Alguns Padres chamaram a Maria “terra sagrada da Igreja” para sublinhar a sua humana e pronta disponibilidade para servir, bem como a sua humilde fecundidade para acolher e frutificar. Porque a fecundidade é sempre fruto de uma escuta atenta e de uma contínua vontade de conversão. Rezar é também deixar-se assumir Palavra semeada.

Foi assim que Maria fez: ofereceu-se a si própria como terra, pôs-se à disposição, deixou-se usar e consumir para ser transformada. Assumindo-se como “serva do Senhor”, parece que se apaga, mas, na verdade, a sua dádiva permitirá ser “louvada por todas as gerações”.

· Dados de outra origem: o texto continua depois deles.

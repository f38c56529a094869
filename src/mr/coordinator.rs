use std::net::SocketAddr;
use std::sync::atomic::{AtomicBool, Ordering};
use std::sync::{Arc, Mutex};
use std::time::{Duration, Instant};

use futures::future::{self, Ready};
use futures::StreamExt;
use tarpc::context;
use tarpc::server::incoming::Incoming;
use tokio_serde::formats::Json;
use tracing::{debug, info, warn};

use crate::mr::config::{JobConfig, Tuning};
use crate::mr::error::MrError;
use crate::mr::types::{GetTaskReply, MapTaskInfo, ReduceTaskInfo, TaskKind, TaskStatus};

#[derive(Debug, Clone, Copy, PartialEq, Eq)]
enum Phase {
    Map,
    Reduce,
    Done,
}

struct TaskRecord {
    status: TaskStatus,
    started_at: Option<Instant>,
}

impl TaskRecord {
    fn idle() -> Self {
        Self {
            status: TaskStatus::Idle,
            started_at: None,
        }
    }
}

/// Marks a stalled `InProgress` task `Idle` so the caller can reassign it.
/// Must run under the same lock that guards the task table: the mutation
/// and the read it gates are not separable operations.
fn reclaim_if_timed_out(record: &mut TaskRecord, timeout: Duration) -> bool {
    if record.status == TaskStatus::InProgress {
        if let Some(started_at) = record.started_at {
            if started_at.elapsed() > timeout {
                record.status = TaskStatus::Idle;
                record.started_at = None;
            }
        }
    }
    record.status == TaskStatus::Idle
}

struct State {
    phase: Phase,
    files: Vec<String>,
    n_reduce: usize,
    map_tasks: Vec<TaskRecord>,
    reduce_tasks: Vec<TaskRecord>,
    map_done: usize,
    reduce_done: usize,
}

impl State {
    fn new(config: &JobConfig) -> Self {
        Self {
            phase: Phase::Map,
            files: config.files.clone(),
            n_reduce: config.n_reduce,
            map_tasks: (0..config.files.len()).map(|_| TaskRecord::idle()).collect(),
            reduce_tasks: (0..config.n_reduce).map(|_| TaskRecord::idle()).collect(),
            map_done: 0,
            reduce_done: 0,
        }
    }

    /// Lowest-id eligible task wins: this biases re-execution toward the
    /// straggler rather than fair rotation, intentionally.
    fn assign_map(&mut self, tuning: &Tuning) -> GetTaskReply {
        for (idx, record) in self.map_tasks.iter_mut().enumerate() {
            if reclaim_if_timed_out(record, tuning.map_task_timeout) {
                record.status = TaskStatus::InProgress;
                record.started_at = Some(Instant::now());
                return GetTaskReply::map(
                    String::new(),
                    MapTaskInfo {
                        id: idx as i64,
                        input_file: self.files[idx].clone(),
                        n_reduce: self.n_reduce as i64,
                    },
                );
            }
        }
        GetTaskReply::idle(String::new())
    }

    fn assign_reduce(&mut self, tuning: &Tuning) -> GetTaskReply {
        for (idx, record) in self.reduce_tasks.iter_mut().enumerate() {
            if reclaim_if_timed_out(record, tuning.reduce_task_timeout) {
                record.status = TaskStatus::InProgress;
                record.started_at = Some(Instant::now());
                return GetTaskReply::reduce(
                    String::new(),
                    ReduceTaskInfo {
                        id: idx as i64,
                        n_maps: self.map_tasks.len() as i64,
                    },
                );
            }
        }
        GetTaskReply::idle(String::new())
    }

    fn assign_done(&self) -> Result<GetTaskReply, MrError> {
        if self.map_done == self.map_tasks.len() && self.reduce_done == self.reduce_tasks.len() {
            Ok(GetTaskReply::exit(String::new()))
        } else {
            Err(MrError::IncompleteInPhaseDone {
                map_done: self.map_done,
                map_total: self.map_tasks.len(),
                reduce_done: self.reduce_done,
                reduce_total: self.reduce_tasks.len(),
            })
        }
    }

    /// Idempotent: a duplicate or late report for an already-`Completed`
    /// task is a no-op, which is what lets timeout-driven re-execution and
    /// stale reports from reclaimed workers coexist safely.
    fn report_task_done(&mut self, kind: TaskKind, id: i64) -> Result<(), MrError> {
        if id < 0 {
            return Err(MrError::BadArgument(format!("negative task id {id}")));
        }
        let idx = id as usize;
        match kind {
            TaskKind::Map => {
                let record = self
                    .map_tasks
                    .get_mut(idx)
                    .ok_or_else(|| MrError::BadArgument(format!("map id {id} out of range")))?;
                if record.status != TaskStatus::Completed {
                    self.map_done += 1;
                    if self.map_done == self.map_tasks.len() {
                        self.phase = Phase::Reduce;
                    }
                }
                self.map_tasks[idx].status = TaskStatus::Completed;
            }
            TaskKind::Reduce => {
                let record = self
                    .reduce_tasks
                    .get_mut(idx)
                    .ok_or_else(|| MrError::BadArgument(format!("reduce id {id} out of range")))?;
                if record.status != TaskStatus::Completed {
                    self.reduce_done += 1;
                    if self.reduce_done == self.reduce_tasks.len() {
                        self.phase = Phase::Done;
                    }
                }
                self.reduce_tasks[idx].status = TaskStatus::Completed;
            }
        }
        Ok(())
    }
}

/// The coordinator: holds the authoritative task table behind a single
/// coordinator-wide mutex, assigns idle tasks, reclaims stalled ones, and
/// advances the Map -> Reduce -> Done phase machine.
///
/// Cheap to clone: every clone shares the same `Arc<Mutex<State>>`, which
/// is what lets `tarpc` hand one clone to every inbound connection without
/// duplicating state.
#[derive(Clone)]
pub struct Coordinator {
    state: Arc<Mutex<State>>,
    tuning: Tuning,
    job_id: Arc<str>,
}

impl Coordinator {
    pub fn new(config: &JobConfig) -> Self {
        Self {
            state: Arc::new(Mutex::new(State::new(config))),
            tuning: config.tuning,
            job_id: Arc::from(config.job_id.as_str()),
        }
    }

    /// True iff phase = Done. Cheap and lock-bounded, safe to poll.
    pub fn done(&self) -> bool {
        matches!(self.state.lock().unwrap().phase, Phase::Done)
    }

    pub fn job_id(&self) -> &str {
        &self.job_id
    }
}

/// RPC surface between workers and the coordinator: `GetTask` and
/// `ReportTaskDone`, per the wire contract. `Done`/`Stop` are local calls
/// made by the process hosting the coordinator, not RPCs.
#[tarpc::service]
pub trait Server {
    async fn get_task() -> Result<GetTaskReply, MrError>;
    async fn report_task_done(kind: TaskKind, id: i64) -> Result<(), MrError>;
}

#[tarpc::server]
impl Server for Coordinator {
    type GetTaskFut = Ready<Result<GetTaskReply, MrError>>;
    type ReportTaskDoneFut = Ready<Result<(), MrError>>;

    fn get_task(self, _: context::Context) -> Self::GetTaskFut {
        let mut state = self.state.lock().unwrap();
        let result = match state.phase {
            Phase::Map => Ok(state.assign_map(&self.tuning)),
            Phase::Reduce => Ok(state.assign_reduce(&self.tuning)),
            Phase::Done => state.assign_done(),
        };
        drop(state);

        let result = result.map(|mut reply| {
            reply.job_id = self.job_id.to_string();
            reply
        });

        match &result {
            Ok(reply) => debug!(kind = ?reply.kind, job_id = %reply.job_id, "coordinator: assigned task"),
            Err(e) => warn!("coordinator: get_task failed: {e}"),
        }

        future::ready(result)
    }

    fn report_task_done(self, _: context::Context, kind: TaskKind, id: i64) -> Self::ReportTaskDoneFut {
        let mut state = self.state.lock().unwrap();
        let result = state.report_task_done(kind, id);
        drop(state);

        match &result {
            Ok(()) => info!(kind = ?kind, id, "coordinator: task reported done"),
            Err(e) => warn!("coordinator: report_task_done({kind:?}, {id}) failed: {e}"),
        }

        future::ready(result)
    }
}

/// The running RPC server plus the lifecycle controls (`done`/`stop`) the
/// external driver (the coordinator binary's main loop) uses to wait for
/// and then tear down the job.
pub struct CoordinatorServer {
    coordinator: Coordinator,
    listen_addr: SocketAddr,
    listener_task: tokio::task::JoinHandle<()>,
    stopped: Arc<AtomicBool>,
}

impl CoordinatorServer {
    /// Binds the RPC listener and starts serving in the background.
    pub async fn bind(config: JobConfig) -> anyhow::Result<Self> {
        let coordinator = Coordinator::new(&config);
        let server_transport = tarpc::serde_transport::tcp::listen(config.listen_addr, Json::default).await?;
        let local_addr = server_transport.local_addr();
        let coordinator_for_server = coordinator.clone();

        let listener_task = tokio::spawn(
            server_transport
                .filter_map(|r| async { r.ok() })
                .map(tarpc::server::BaseChannel::with_defaults)
                .execute(coordinator_for_server.serve()),
        );

        info!(job_id = %config.job_id, addr = %local_addr, n_map = config.files.len(), n_reduce = config.n_reduce, "coordinator: listening");

        Ok(Self {
            coordinator,
            listen_addr: local_addr,
            listener_task,
            stopped: Arc::new(AtomicBool::new(false)),
        })
    }

    pub fn done(&self) -> bool {
        self.coordinator.done()
    }

    pub fn listen_addr(&self) -> SocketAddr {
        self.listen_addr
    }

    pub fn job_id(&self) -> &str {
        self.coordinator.job_id()
    }

    /// Closes the RPC listener. Idempotent: a second call is a no-op. Does
    /// not interrupt in-flight handlers; they complete naturally.
    pub fn stop(&self) {
        if self.stopped.swap(true, Ordering::SeqCst) {
            return;
        }
        self.listener_task.abort();
        info!("coordinator: stopped");
    }
}

#[cfg(test)]
mod tests {
    use super::*;
    use std::net::SocketAddr;

    fn config(n_files: usize, n_reduce: usize) -> JobConfig {
        JobConfig {
            files: (0..n_files).map(|i| format!("input-{i}")).collect(),
            n_reduce,
            job_id: "test-job".to_string(),
            listen_addr: "127.0.0.1:0".parse::<SocketAddr>().unwrap(),
            tuning: Tuning::default(),
        }
    }

    #[test]
    fn assigns_lowest_id_map_task_first() {
        let mut state = State::new(&config(3, 2));
        let tuning = Tuning::default();
        let reply = state.assign_map(&tuning);
        assert_eq!(reply.map_task.unwrap().id, 0);
    }

    #[test]
    fn idle_when_all_map_tasks_assigned() {
        let mut state = State::new(&config(1, 1));
        let tuning = Tuning::default();
        let _ = state.assign_map(&tuning);
        let reply = state.assign_map(&tuning);
        assert!(matches!(reply.kind, crate::mr::types::ReplyKind::Idle));
    }

    #[test]
    fn timed_out_in_progress_task_is_reassigned() {
        let mut state = State::new(&config(1, 1));
        let tuning = Tuning {
            map_task_timeout: Duration::from_millis(0),
            ..Tuning::default()
        };
        let _ = state.assign_map(&tuning);
        std::thread::sleep(Duration::from_millis(5));
        let reply = state.assign_map(&tuning);
        assert_eq!(reply.map_task.unwrap().id, 0);
    }

    #[test]
    fn duplicate_report_is_idempotent() {
        let mut state = State::new(&config(1, 1));
        state.report_task_done(TaskKind::Map, 0).unwrap();
        assert_eq!(state.map_done, 1);
        assert_eq!(state.phase, Phase::Reduce);
        state.report_task_done(TaskKind::Map, 0).unwrap();
        assert_eq!(state.map_done, 1);
        assert_eq!(state.phase, Phase::Reduce);
    }

    #[test]
    fn late_report_after_reassignment_is_absorbed() {
        let mut state = State::new(&config(1, 1));
        let tuning = Tuning {
            map_task_timeout: Duration::from_millis(0),
            ..Tuning::default()
        };
        let _ = state.assign_map(&tuning); // worker A
        std::thread::sleep(Duration::from_millis(5));
        let _ = state.assign_map(&tuning); // reclaimed, worker B
        state.report_task_done(TaskKind::Map, 0).unwrap(); // worker B done
        assert_eq!(state.map_done, 1);
        state.report_task_done(TaskKind::Map, 0).unwrap(); // worker A, late
        assert_eq!(state.map_done, 1);
        assert_eq!(state.phase, Phase::Reduce);
    }

    #[test]
    fn phase_advances_map_to_reduce_to_done() {
        let mut state = State::new(&config(1, 1));
        assert_eq!(state.phase, Phase::Map);
        state.report_task_done(TaskKind::Map, 0).unwrap();
        assert_eq!(state.phase, Phase::Reduce);
        assert!(state.assign_done().is_err());
        state.report_task_done(TaskKind::Reduce, 0).unwrap();
        assert_eq!(state.phase, Phase::Done);
        assert!(state.assign_done().is_ok());
    }

    #[test]
    fn out_of_range_id_is_bad_argument() {
        let mut state = State::new(&config(1, 1));
        let err = state.report_task_done(TaskKind::Map, 5).unwrap_err();
        assert!(matches!(err, MrError::BadArgument(_)));
    }
}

Daí que, neste e noutros meses, possamos aprender com ela a tornarmo-nos “terra fecunda para semente” que é a Palavra. E isso nem sempre é fácil e cómodo.

Uma peregrinação de quilómetros é exigente, cumprir uma promessa de joelhos é difícil, oferecer velas e flores demonstra carinho… mas a verdade é que o louvor a Maria pode concretizar-se, sobretudo, por esta disponibilidade para acolher a Palavra e oferecer-lhe condições para frutificar. A oração diária poderá passar também pela meditação da Palavra de Deus, por um sério exame de consciência, pelo identificar das lacunas e, mais importante, pela resolução tomada e assumida.

No meio do activismo em que, às vezes, nos enredamos, Maria ensina-nos que não somos um “produto acabado” e que o crescimento individual, comunitário, eclesial se concretizará se nos assumirmos como “terra sagrada para a Palavra”.